Whispered Truths

Whispered Truths

Mystery · 352 pages · Published 2023-08-15 · Avg 4.3★ (6 reviews)

Whispers can tell on a person long after the shouting stops. On Anglesey in the teeth of a North Atlantic gale, the decommissioned Cold War listening station at Tŷ Melyn Array is being stripped for parts and history. The power flickers, the Menai crossings close, and Owain Pryce, a swaggering councillor with a talent for backroom deals, is found dead in the tape lab, his skull caved in with a brass hydrophone coupler. On a reel-to-reel machine nearby, a spool spools itself out, breathy voices rising and falling like tide.

Nia Griffith, twenty-nine, an audio archivist hired to digitize the station's fading tapes, is immediately suspect. She is the newcomer, the one with keys to the cabinets, the one who argued with Owain when he tried to shutter the archive in favor of a luxury hotel. Her only ally is Eirlys Morgan, eighty-one, a retired Post Office switchboard supervisor with a razor mind and a vocabulary that could strip paint. Eirlys came to reclaim a crate of tapes recorded on a winter night in 1973 and refuses to be told to wait in the canteen.

Together, Nia and Eirlys pick through humming transformer rooms and salt-crusted cable ducts, through logbooks written in clipped abbreviations and telex rolls that read like prayers. They meet a caretaker with a taxidermy habit, a meteorologist who collects barometers, a radio amateur who never left Holyhead, and a widow whose smile never reaches her eyes. The so-called whispers on the tapes are not ghosts but crosstalk and bleed, and inside that noise is a story the island has conspired to forget: a near collision in Red Wharf Bay, a trawler that listened when it should not, and a signal that never made it ashore.

As wind tears the roof sheeting and the archive floor blooms with seawater, clues click into place: a watch stopped three minutes fast, a plug of dark ash that does not match any pipe in the room, a set of footprints that begin in dry dust. Before the bridges reopen and the professionals descend, the unlikely pair must turn the murmurs into testimony, and pry the truth out of a community that would rather let the tide take it.

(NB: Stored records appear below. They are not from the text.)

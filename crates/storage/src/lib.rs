//! Tuple storage: slotted pages and the page-linked table heap.

mod heap;
mod page;


pub use heap::{TableHeap, TableIter};
pub use page::{MAX_TUPLE_BYTES, TablePageMut, TablePageRef, UpdateStatus};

Thornfield, Liam is a British writer and former court reporter from West Yorkshire. He studied linguistics at the University of Sheffield before working as a transcriptionist and later as a researcher with a regional radio archive, where he developed a fascination with how sound distorts memory. His short fiction has appeared in crime and suspense journals, and he has taught workshops on dialogue and oral history for community arts programs in Leeds and York. He lives in Brighton, volunteers with a coastal heritage charity, and is known for meticulous research into overlooked corners of twentieth-century Britain.

Ratings & Reviews

Janice Oduro
2025-10-05
  • Broad, atmospheric setting work
  • Smart use of audio clues
  • Middle third too static for my taste
  • Ending satisfying yet tidy
Rowan McKee
2025-04-12

Under the storm noise, this mystery listens: to crosstalk, to institutional memory, to the ways a community edits itself. I loved how the book treats accountability as an act of hearing, not just speaking, and how a near miss at sea can echo for decades.

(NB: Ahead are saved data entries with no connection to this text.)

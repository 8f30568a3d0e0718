//! LRU victim policy over unpinned frames.

use std::num::NonZeroUsize;

use common::FrameId;
use lru::LruCache;

/// Tracks the frames whose pin count has dropped to zero, in unpin order.
///
/// `unpin` enters a frame at the most-recent end only if it is absent;
/// unpinning a frame that is already tracked does NOT refresh its position,
/// so a page that repeatedly drops to pin count zero without an
/// intervening eviction keeps its original place in line.
#[derive(Debug)]
pub struct LruReplacer {
    entries: LruCache<FrameId, ()>,
}

impl LruReplacer {
    pub fn new(capacity: usize) -> Self {
        let capacity = NonZeroUsize::new(capacity.max(1)).unwrap();
        Self {
            entries: LruCache::new(capacity),
        }
    }

    /// Makes a frame eligible for eviction.
    pub fn unpin(&mut self, frame: FrameId) {
        if !self.entries.contains(&frame) {
            self.entries.push(frame, ());
        }
    }

    /// Withdraws a frame from eviction candidacy.
    pub fn pin(&mut self, frame: FrameId) {
        self.entries.pop(&frame);
    }

    /// Evicts and returns the least recently unpinned frame.
    pub fn victim(&mut self) -> Option<FrameId> {
        self.entries.pop_lru().map(|(frame, ())| frame)
    }

    /// Number of frames currently eligible for eviction.
    pub fn size(&self) -> usize {
        self.entries.len()
    }
}

#[cfg(test)]
mod tests {
    use super::*;

    #[test]
    fn victims_come_out_in_unpin_order() {
        let mut replacer = LruReplacer::new(4);
        replacer.unpin(2);
        replacer.unpin(0);
        replacer.unpin(3);
        assert_eq!(replacer.size(), 3);
        assert_eq!(replacer.victim(), Some(2));
        assert_eq!(replacer.victim(), Some(0));
        assert_eq!(replacer.victim(), Some(3));
        assert_eq!(replacer.victim(), None);
    }

    #[test]
    fn pin_removes_a_candidate() {
        let mut replacer = LruReplacer::new(4);
        replacer.unpin(1);
        replacer.unpin(2);
        replacer.pin(1);
        assert_eq!(replacer.size(), 1);
        assert_eq!(replacer.victim(), Some(2));
    }

    #[test]
    fn repeated_unpin_does_not_refresh_position() {
        let mut replacer = LruReplacer::new(4);
        replacer.unpin(1);
        replacer.unpin(2);
        replacer.unpin(1);
        assert_eq!(replacer.victim(), Some(1));
    }
}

Its leitmotif is captured in a line that could headline the whole case, "whispers that tell on a person long after the shouting stops." The result is humane without being sentimental, and the final image lands with the hush of tape reaching its leader.

Marta Salgado
2024-12-02

El paisaje de Anglesey cruje con sal y viento, y la estación Tŷ Melyn se siente como un animal viejo al que ya no le queda voz. Las cintas, los barómetros, los acoplamientos de hidrófono: todo crea una atmósfera técnica y melancólica que sostiene el misterio sin recurrir a fantasmas.

A veces el detalle minucioso ralentiza el avance, pero aporta una verosimilitud rara; cuando cierran los puentes y la luz parpadea, la isla parece un circuito cerrado que obliga a escuchar.

Eliza North
2024-06-07

Nia's quiet stubbornness pairs perfectly with Eirlys's lancing wit, and their conversations ring like switched lines finding a clear path. You hear trust forming in how they trade questions, and you see how each fills the other's blind spot.

Even the side players (the caretaker with his stuffed birds, the barometer collector) arrive in crisp strokes, memorable without stealing focus from the central duet.

Omar H. Patel
2023-11-12

Hard-wired to sound, the prose hums with coil, hiss, and squall. Chapters interleave logs, telex fragments, and present-tense searches, so the mystery accrues like layers of tape rather than tidy clue packets.

A middling stretch lingers a beat too long on memorabilia of the station, yet the craft shows: the gale-driven power cuts shape the rhythm, and the small, named details (the fast watch, the odd ash, the prints born from dust) become the cleanest gears in the plot.

Carys Bennett
2023-09-03

Wind, tape, and small-town politics knot into a taut mystery; every clue clicks like a relay until the last quiet turn.